In order to make this post optimally applicable for the most folks, my example will likely be one or two people creating music on a computer using multitrack recording and audio editing tools. Things get pretty variable and different when you start referring to full bands or orchestras. I’m also likely to assume with this example that the musicians already hold the musical instruments that might be on the recordings. Oh, and i assume anyone recording includes a computer…virtually any computer made in the last a decade can do.
Okay, therefore the basics are these: you play the music, which experiences a microphone and then right into a computer, which converts the sound into computer files that may be heard and manipulated by the audio software. See?! How hard is the fact? Alright, yes. It might be helpful to get a somewhat more information.
Let’s get started with the first part of music studio equipment you possibly will not curently have, the Microphone Stand. Let’s also say you are a guitarist and singer. Ultimately I would recommend two different varieties of microphones here, one for the guitar (acoustic for the example) and one for your voice. But let’s talk minimums here. We’ll opt for one microphone, a sizable diaphragm condenser (side-address) of the USB ilk. At this fabulous reason for time one of the most bang-for-the-buck you will get in audio recording is a USB microphone. They cost significantly less than their traditional cousins, and they also don’t require a special computer interface or microphone preamplifier.
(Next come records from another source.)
impl CosmosChain {
    #[must_use]
    pub fn new(spec: ChainSpec, network: DockerNetwork) -> Self {
        Self {
            spec,
            network,
            http: ReqwestClient::new(),
            running: RwLock::new(None),
            tx_lock: Mutex::new(()),
        }
    }

    fn not_running(&self) -> ChainError {
        ChainError::NotRunning {
            chain_id: self.spec.chain_id.clone(),
        }
    }

    fn command_error(&self, err: CommandError) -> ChainError {
        match err {
            CommandError::Failed {
                command, stderr, ..
            } => ChainError::Command {
                chain_id: self.spec.chain_id.clone(),
                command,
                stderr,
            },
            other => ChainError::other(&self.spec.chain_id, other),
        }
    }

    fn parse_error(&self, context: &str, reason: impl ToString) -> ChainError {
        ChainError::parse(&self.spec.chain_id, context, reason)
    }

    async fn primary(&self) -> Result<CosmosNode, ChainError> {
        self.running
            .read()
            .await
            .as_ref()
            .and_then(|running| running.nodes.first().cloned())
            .ok_or_else(|| self.not_running())
    }

    async fn rpc_url(&self, path: &str) -> Result<String, ChainError> {
        let port = self
            .running
            .read()
            .await
            .as_ref()
            .map(|running| running.rpc_host_port)
            .ok_or_else(|| self.not_running())?;
        Ok(format!("http://127.0.0.1:{port}{path}"))
    }

    async fn rpc_get(&self, path: &str) -> Result<String, ChainError> {
        let url = self.rpc_url(path).await?;
        let response = self
            .http
            .get(&url)
            .send()
            .await
            .map_err(|e| ChainError::other(&self.spec.chain_id, e))?;
        if !response.status().is_success() {
            return Err(self.parse_error(path, format!("rpc returned {}", response.status())));
        }
        response
            .text()
            .await
            .map_err(|e| ChainError::other(&self.spec.chain_id, e))
    }

    fn genesis_command<'a>(&self, sub: &'a str) -> Vec<&'a str> {
        if self.spec.using_new_genesis_command {
            vec!["genesis", sub]
        } else {
            vec![sub]
        }
    }

    /// Launches containers, assembles genesis on the first validator, and
    /// starts every node with the others as persistent peers.
    async fn provision(&self) -> anyhow::Result<Running> {
        let spec = &self.spec;
        if spec.validators == 0 {
            return Err(anyhow!("{} needs at least one validator", spec.chain_id));
        }

        let nodes = try_join_all(
            (0..spec.node_count()).map(|index| CosmosNode::launch(spec, &self.network, index)),
        )
        .await
        .context("launching node containers")?;

        let outcome = self.assemble(&nodes).await;
        if let Err(err) = outcome {
            for node in &nodes {
                if let Err(remove_err) = node.remove().await {
                    warn!(container = node.host_name(), error = %remove_err, "failed to remove node");
                }
            }
            return Err(err);
        }

        let rpc_host_port = nodes[0]
            .container()
            .host_port(RPC_PORT)
            .await
            .context("resolving published rpc port")?;
        Ok(Running {
            nodes,
            rpc_host_port,
        })
    }

    async fn assemble(&self, nodes: &[CosmosNode]) -> anyhow::Result<()> {
        let spec = &self.spec;
        let chain_id = spec.chain_id.as_str();
        let primary = &nodes[0];

        for node in nodes {
            let moniker = format!("{chain_id}-{}", node.index);
            node.run(["init", moniker.as_str(), "--chain-id", chain_id])
                .await
                .with_context(|| format!("init on {}", node.host_name()))?;
            let config = format!("{NODE_HOME}/config/config.toml");
            let script = format!(
                "sed -i -e 's/^timeout_commit = .*/timeout_commit = \"1s\"/' \
                 -e 's/^timeout_propose = .*/timeout_propose = \"1s\"/' \
                 -e 's/^addr_book_strict = .*/addr_book_strict = false/' \
                 -e 's/^allow_duplicate_ip = .*/allow_duplicate_ip = true/' {config}"
            );
            node.container()
                .exec(&["sh".into(), "-c".into(), script], None)
                .await
                .context("tuning config.toml")?;
        }

        let stake = format!("{VALIDATOR_STAKE}{}", spec.denom);
        let account_funds = format!("{GENESIS_ACCOUNT_FUNDS}{}", spec.denom);
        for node in nodes.iter().filter(|n| n.validator) {
            let address = add_key(node, VALIDATOR_KEY).await?;
            let mut args = self.genesis_command("add-genesis-account");
            args.extend([address.as_str(), account_funds.as_str()]);
            node.run(args.clone())
                .await
                .context("adding validator account to its own genesis")?;
            if node.index != 0 {
                primary
                    .run(args)
                    .await
                    .context("adding validator account to the shared genesis")?;
            }

            let mut gentx = self.genesis_command("gentx");
            gentx.extend([VALIDATOR_KEY, stake.as_str(), "--chain-id", chain_id]);
            gentx.extend(KEYRING);
            node.run(gentx)
                .await
                .with_context(|| format!("gentx on {}", node.host_name()))?;

            if node.index != 0 {
                copy_gentxs(node, primary).await?;
            }
        }

        let faucet = add_key(primary, FAUCET_KEY).await?;
        let faucet_funds = format!("{FAUCET_FUNDS}{}", spec.denom);
        let mut args = self.genesis_command("add-genesis-account");
        args.extend([faucet.as_str(), faucet_funds.as_str()]);
        primary.run(args).await.context("funding faucet")?;

        primary
            .run(self.genesis_command("collect-gentxs"))
            .await
            .context("collect-gentxs")?;

        let raw = primary
            .container()
            .read_file(&primary.genesis_path())
            .await
            .context("reading genesis")?;
        let mut genesis: Value = serde_json::from_str(&raw).context("parsing genesis")?;
        apply_overrides(&mut genesis, &spec.genesis_overrides).context("genesis overrides")?;
        let genesis = serde_json::to_vec_pretty(&genesis).context("encoding genesis")?;
        for node in nodes {
            node.container()
                .write_file(&node.genesis_path(), &genesis)
                .await
                .with_context(|| format!("writing genesis to {}", node.host_name()))?;
        }

        let ids = try_join_all(nodes.iter().map(|node| async move {
            node.run(["tendermint", "show-node-id"])
                .await
                .map(|out| format!("{}@{}:{P2P_PORT}", out.stdout.trim(), node.host_name()))
        }))
        .await
        .context("reading node ids")?;

        for node in nodes {
            let peers: Vec<&str> = ids
                .iter()
                .enumerate()
                .filter(|(i, _)| *i != node.index)
                .map(|(_, id)| id.as_str())
                .collect();
            let mut args = vec![
                "start".to_owned(),
                "--rpc.laddr".to_owned(),
                format!("tcp://0.0.0.0:{RPC_PORT}"),
                "--minimum-gas-prices".to_owned(),
                spec.gas_prices.clone(),
            ];
            if !peers.is_empty() {
                args.push("--p2p.persistent_peers".to_owned());
                args.push(peers.join(","));
            }
            let start = node.command(args);
            let script = format!("{} > {NODE_HOME}/node.log 2>&1", start.join(" "));
            node.container()
                .exec_detached(&["sh".into(), "-c".into(), script])
                .await
                .with_context(|| format!("starting {}", node.host_name()))?;
        }

        info!(chain_id, nodes = nodes.len(), "nodes started");
        Ok(())
    }

    async fn wait_for_rpc(&self) -> Result<(), ChainError> {
        let limit = adjust_timeout(RPC_READY_TIMEOUT);
        let url = self.rpc_url("/status").await?;
        let probe = async {
            loop {
                let ready = self
                    .http
                    .get(&url)
                    .send()
                    .await
                    .map(|response| response.status().is_success())
                    .unwrap_or(false);
                if ready {
                    return;
                }
                sleep(RPC_POLL_INTERVAL).await;
            }
        };
        timeout(limit, probe).await.map_err(|_| ChainError::Command {
            chain_id: self.spec.chain_id.clone(),
            command: format!("GET {url}"),
            stderr: format!("rpc not reachable after {limit:?}"),
        })
    }

    fn tx_flags(&self, signer: &str) -> Vec<String> {
        let mut flags: Vec<String> = vec![
            "--from".into(),
            signer.into(),
            "--chain-id".into(),
            self.spec.chain_id.clone(),
            "--node".into(),
            format!("tcp://localhost:{RPC_PORT}"),
            "--gas".into(),
            "auto".into(),
            "--gas-adjustment".into(),
            self.spec.gas_adjustment.to_string(),
            "--gas-prices".into(),
            self.spec.gas_prices.clone(),
            "--output".into(),
            "json".into(),
            "-y".into(),
        ];
        flags.extend(KEYRING.map(str::to_owned));
        flags
    }

    /// Broadcasts `args` signed by `signer` and waits until the transaction
    /// is included in a block.
    async fn broadcast(&self, signer: &str, mut args: Vec<String>) -> Result<TxResponse, ChainError> {
        let node = self.primary().await?;
        args.extend(self.tx_flags(signer));

        let _guard = self.tx_lock.lock().await;
        let output = node.run(args).await.map_err(|e| self.command_error(e))?;
        let submitted = TxResponse::parse(&output.stdout).map_err(|e| self.parse_error("tx", e))?;
        if submitted.code != 0 {
            return Err(ChainError::TxFailed {
                chain_id: self.spec.chain_id.clone(),
                code: submitted.code,
                raw_log: submitted.raw_log,
            });
        }

        let included = self.confirm(&node, &submitted.txhash).await?;
        if included.code != 0 {
            return Err(ChainError::TxFailed {
                chain_id: self.spec.chain_id.clone(),
                code: included.code,
                raw_log: included.raw_log,
            });
        }
        debug!(chain_id = %self.spec.chain_id, tx = %included.txhash, height = included.height, "tx included");
        Ok(included)
    }

    async fn confirm(&self, node: &CosmosNode, hash: &str) -> Result<TxResponse, ChainError> {
        let node_flag = format!("tcp://localhost:{RPC_PORT}");
        for _ in 0..TX_CONFIRM_ATTEMPTS {
            sleep(TX_CONFIRM_INTERVAL).await;
            let queried = node
                .run(["q", "tx", hash, "--output", "json", "--node", node_flag.as_str()])
                .await;
            match queried {
                Ok(output) => {
                    return TxResponse::parse(&output.stdout)
                        .map_err(|e| self.parse_error("q tx", e));
                }
                Err(err) => debug!(chain_id = %self.spec.chain_id, tx = hash, error = %err, "tx not indexed yet"),
            }
        }
        Err(ChainError::Command {
            chain_id: self.spec.chain_id.clone(),
            command: format!("q tx {hash}"),
            stderr: format!("not included after {TX_CONFIRM_ATTEMPTS} attempts"),
        })
    }

    async fn key_address(&self, node: &CosmosNode, key_name: &str) -> Result<String, ChainError> {
        let mut args = vec!["keys", "show", key_name, "-a"];
        args.extend(KEYRING);
        node.run(args)
            .await
            .map(|output| output.stdout.trim().to_owned())
            .map_err(|e| self.command_error(e))
    }

    fn tx_result(tx: &TxResponse) -> TxResult {
        TxResult {
            height: tx.height,
            tx_hash: tx.txhash.clone(),
            code: tx.code,
            raw_log: tx.raw_log.clone(),
        }
    }
}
Just plug it to your computer and go. You may use the identical mic for the guitar as for your voice, as we will be recording one part at a time. Guitar first, then singing, etc. You only need one mic for your.
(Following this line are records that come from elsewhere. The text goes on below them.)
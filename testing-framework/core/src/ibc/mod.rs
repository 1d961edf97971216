pub mod channel;
pub mod denom;
pub mod packet;

pub use channel::{
    ChannelCounterparty, ChannelInfo, ChannelOptions, ChannelOrder, ConnectionCounterparty,
    ConnectionInfo, ICS20_VERSION, TRANSFER_PORT,
};
pub use denom::{DenomTrace, ibc_denom, prefixed_denom, received_denom};
pub use packet::{
    ACK_SUCCESS_B64, Acknowledgement, FungibleTokenPacketData, Packet, PacketEvent, PacketRef,
    PacketState, PacketTracker, TransitionError,
};
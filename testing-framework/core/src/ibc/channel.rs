use std::fmt;

use serde::{Deserialize, Serialize};

pub const TRANSFER_PORT: &str = "transfer";
pub const ICS20_VERSION: &str = "ics20-1";

#[derive(Clone, Copy, Debug, Default, Eq, PartialEq, Serialize, Deserialize)]
#[serde(rename_all = "lowercase")]
pub enum ChannelOrder {
    #[default]
    Unordered,
    Ordered,
}

impl fmt::Display for ChannelOrder {
    fn fmt(&self, f: &mut fmt::Formatter<'_>) -> fmt::Result {
        match self {
            Self::Unordered => f.write_str("unordered"),
            Self::Ordered => f.write_str("ordered"),
        }
    }
}

/// Channel handshake parameters used when a link is established.
#[derive(Clone, Debug, Eq, PartialEq, Serialize, Deserialize)]
pub struct ChannelOptions {
    pub src_port: String,
    pub dst_port: String,
    #[serde(default)]
    pub order: ChannelOrder,
    pub version: String,
}

impl Default for ChannelOptions {
    fn default() -> Self {
        Self {
            src_port: TRANSFER_PORT.to_owned(),
            dst_port: TRANSFER_PORT.to_owned(),
            order: ChannelOrder::Unordered,
            version: ICS20_VERSION.to_owned(),
        }
    }
}

#[derive(Clone, Debug, Default, Eq, PartialEq, Serialize, Deserialize)]
pub struct ChannelCounterparty {
    pub port_id: String,
    #[serde(default)]
    pub channel_id: String,
}

/// A channel end as reported by the relayer, field names as printed by
/// `rly q channels`.
#[derive(Clone, Debug, Default, Eq, PartialEq, Serialize, Deserialize)]
pub struct ChannelInfo {
    #[serde(default)]
    pub state: String,
    #[serde(default)]
    pub ordering: String,
    #[serde(default)]
    pub version: String,
    pub port_id: String,
    pub channel_id: String,
    #[serde(default)]
    pub connection_hops: Vec<String>,
    pub counterparty: ChannelCounterparty,
}

impl ChannelInfo {
    #[must_use]
    pub fn is_open(&self) -> bool {
        self.state == "STATE_OPEN"
    }

    #[must_use]
    pub fn connection_id(&self) -> Option<&str> {
        self.connection_hops.first().map(String::as_str)
    }
}

#[derive(Clone, Debug, Default, Eq, PartialEq, Serialize, Deserialize)]
pub struct ConnectionCounterparty {
    pub client_id: String,
    #[serde(default)]
    pub connection_id: String,
}

#[derive(Clone, Debug, Default, Eq, PartialEq, Serialize, Deserialize)]
pub struct ConnectionInfo {
    pub id: String,
    pub client_id: String,
    #[serde(default)]
    pub state: String,
    pub counterparty: ConnectionCounterparty,
}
What exactly other hardware do you require? Uh, well let’s see. Something to secure your mic when you play guitar is about the sole other thing you’ll need. Should your USB mic didn’t already include one, you can a mic stand from your local music store for affordable. Heck, if you wish to you might duct-tape your mic to your desk or perhaps set one on the pillow on a chair or anything.
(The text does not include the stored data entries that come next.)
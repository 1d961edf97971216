//! Runtime tunables, read from `ICTEST_*` environment variables.

use std::{env, fs, path::Path, str::FromStr, time::Duration};

use crate::{adjust_timeout, chain::ChainSpec};

pub const ACK_WINDOW_BLOCKS_ENV: &str = "ICTEST_ACK_WINDOW_BLOCKS";
pub const ACK_POLL_INTERVAL_MS_ENV: &str = "ICTEST_ACK_POLL_INTERVAL_MS";
pub const HEIGHT_POLL_ATTEMPTS_ENV: &str = "ICTEST_HEIGHT_POLL_ATTEMPTS";
pub const LIVENESS_TIMEOUT_SECS_ENV: &str = "ICTEST_LIVENESS_TIMEOUT_SECS";
pub const LIVENESS_POLL_INTERVAL_MS_ENV: &str = "ICTEST_LIVENESS_POLL_INTERVAL_MS";
pub const SETTLE_BLOCKS_ENV: &str = "ICTEST_SETTLE_BLOCKS";
pub const TEARDOWN_TIMEOUT_SECS_ENV: &str = "ICTEST_TEARDOWN_TIMEOUT_SECS";
pub const KEEP_CONTAINERS_ENV: &str = "ICTEST_KEEP_CONTAINERS";

const DEFAULT_ACK_WINDOW_BLOCKS: u64 = 25;
const DEFAULT_ACK_POLL_INTERVAL: Duration = Duration::from_millis(500);
const DEFAULT_HEIGHT_POLL_ATTEMPTS: u32 = 60;
const DEFAULT_LIVENESS_TIMEOUT: Duration = Duration::from_secs(120);
const DEFAULT_LIVENESS_POLL_INTERVAL: Duration = Duration::from_millis(500);
const DEFAULT_SETTLE_BLOCKS: u64 = 2;
const DEFAULT_TEARDOWN_TIMEOUT: Duration = Duration::from_secs(120);

#[derive(Debug, thiserror::Error)]
pub enum ConfigError {
    #[error("{var}={value:?} is not a valid {expected}")]
    InvalidVar {
        var: &'static str,
        value: String,
        expected: &'static str,
    },
    #[error("failed to read {path}: {source}")]
    Read {
        path: String,
        #[source]
        source: std::io::Error,
    },
    #[error("failed to parse {path}: {source}")]
    Parse {
        path: String,
        #[source]
        source: serde_yaml::Error,
    },
}

#[derive(Clone, Debug, PartialEq, Eq)]
pub struct Settings {
    /// Blocks after the pre-send height in which an acknowledgement must
    /// show up.
    pub ack_window_blocks: u64,
    pub ack_poll_interval: Duration,
    /// Polls spent waiting for a single height before the chain counts as
    /// stalled.
    pub height_poll_attempts: u32,
    pub liveness_timeout: Duration,
    pub liveness_poll_interval: Duration,
    pub settle_blocks: u64,
    pub teardown_timeout: Duration,
    pub keep_containers: bool,
}

impl Default for Settings {
    fn default() -> Self {
        Self {
            ack_window_blocks: DEFAULT_ACK_WINDOW_BLOCKS,
            ack_poll_interval: DEFAULT_ACK_POLL_INTERVAL,
            height_poll_attempts: DEFAULT_HEIGHT_POLL_ATTEMPTS,
            liveness_timeout: adjust_timeout(DEFAULT_LIVENESS_TIMEOUT),
            liveness_poll_interval: DEFAULT_LIVENESS_POLL_INTERVAL,
            settle_blocks: DEFAULT_SETTLE_BLOCKS,
            teardown_timeout: adjust_timeout(DEFAULT_TEARDOWN_TIMEOUT),
            keep_containers: false,
        }
    }
}

impl Settings {
    pub fn from_env() -> Result<Self, ConfigError> {
        Self::from_lookup(|var| env::var(var).ok())
    }

    pub fn from_lookup(lookup: impl Fn(&str) -> Option<String>) -> Result<Self, ConfigError> {
        let mut settings = Self::default();

        if let Some(blocks) = parse_var(&lookup, ACK_WINDOW_BLOCKS_ENV, "block count")? {
            settings.ack_window_blocks = blocks;
        }
        if let Some(ms) = parse_var(&lookup, ACK_POLL_INTERVAL_MS_ENV, "millisecond count")? {
            settings.ack_poll_interval = Duration::from_millis(ms);
        }
        if let Some(attempts) = parse_var(&lookup, HEIGHT_POLL_ATTEMPTS_ENV, "attempt count")? {
            settings.height_poll_attempts = attempts;
        }
        if let Some(secs) = parse_var(&lookup, LIVENESS_TIMEOUT_SECS_ENV, "second count")? {
            settings.liveness_timeout = adjust_timeout(Duration::from_secs(secs));
        }
        if let Some(ms) = parse_var(&lookup, LIVENESS_POLL_INTERVAL_MS_ENV, "millisecond count")? {
            settings.liveness_poll_interval = Duration::from_millis(ms);
        }
        if let Some(blocks) = parse_var(&lookup, SETTLE_BLOCKS_ENV, "block count")? {
            settings.settle_blocks = blocks;
        }
        if let Some(secs) = parse_var(&lookup, TEARDOWN_TIMEOUT_SECS_ENV, "second count")? {
            settings.teardown_timeout = adjust_timeout(Duration::from_secs(secs));
        }
        if let Some(keep) = parse_var(&lookup, KEEP_CONTAINERS_ENV, "boolean")? {
            settings.keep_containers = keep;
        }

        Ok(settings)
    }
}

fn parse_var<T: FromStr>(
    lookup: &impl Fn(&str) -> Option<String>,
    var: &'static str,
    expected: &'static str,
) -> Result<Option<T>, ConfigError> {
    let Some(value) = lookup(var) else {
        return Ok(None);
    };
    value
        .trim()
        .parse()
        .map(Some)
        .map_err(|_| ConfigError::InvalidVar {
            var,
            value,
            expected,
        })
}

/// Loads a YAML list of chain specs.
pub fn load_chain_specs(path: impl AsRef<Path>) -> Result<Vec<ChainSpec>, ConfigError> {
    let path = path.as_ref();
    let display = path.display().to_string();
    let raw = fs::read_to_string(path).map_err(|source| ConfigError::Read {
        path: display.clone(),
        source,
    })?;
    serde_yaml::from_str(&raw).map_err(|source| ConfigError::Parse {
        path: display,
        source,
    })
}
In case we’re done with hardware, what next? Yup, software. You’ll need software that will record multiple tracks and mix them together, which we’ll call tracking and mixing. You’ll also require audio editing capability. Luckily you can find recording software applications available which do both functions, the best cost of which can be free. “Audacity” is actually a program spmfgs is open-source freeware that may record, mix multiple tracks together AND edit audio. In fact Audacity is regarded as the incredible value on the face from the planet. But since it is free, you can find limitations, especially where musicians are worried, such as in MIDI functionality. So you might want something with a little more capability. There are so many choices out there for so many different prices, that it can make your head spin. Personally I use a software program called Reaper, by Cockos for tracking and mixing, and Adobe Audition for editing (no affiliations), though in truth, Audition is just one of those programs that can do it all. I just prefer the ease and work flow in Reaper.
And that’s it! Yup, a computer, a USB mic and a few software you may get you commenced using a tiny budget (starting at about $25 for the USB mic). You’ll want a couple of headphones too, though you can get by having a regular old set of ear-buds if you have to. Then all you have to do is record that guitar part, hit “save”, add another track near the guitar track, record your voice on that 2nd track as you tune in to the first track on your headphones. Boom. You’ll want to incorporate another guitar or any other voice or two for harmonies, etc. No problem; just rinse and repeat, adding tracks as you go. If you have everything recorded, make use of mixing software to pan the instruments and voices left, right, and in the middle like a group would be on stage. This also creates a nice stereo sound. Then make sure nobody is simply too loud or soft within the blend, hit “Save” again, and you’ve got a song. Now just open the song inside your editing program, snip off any other sound right from the start (a count-in or a cough, etc.) from the recording. Fade the end out, ensure that the whole thing is loud enough, save it, and you’ve got yourself a song that you recorded by yourself home music studio.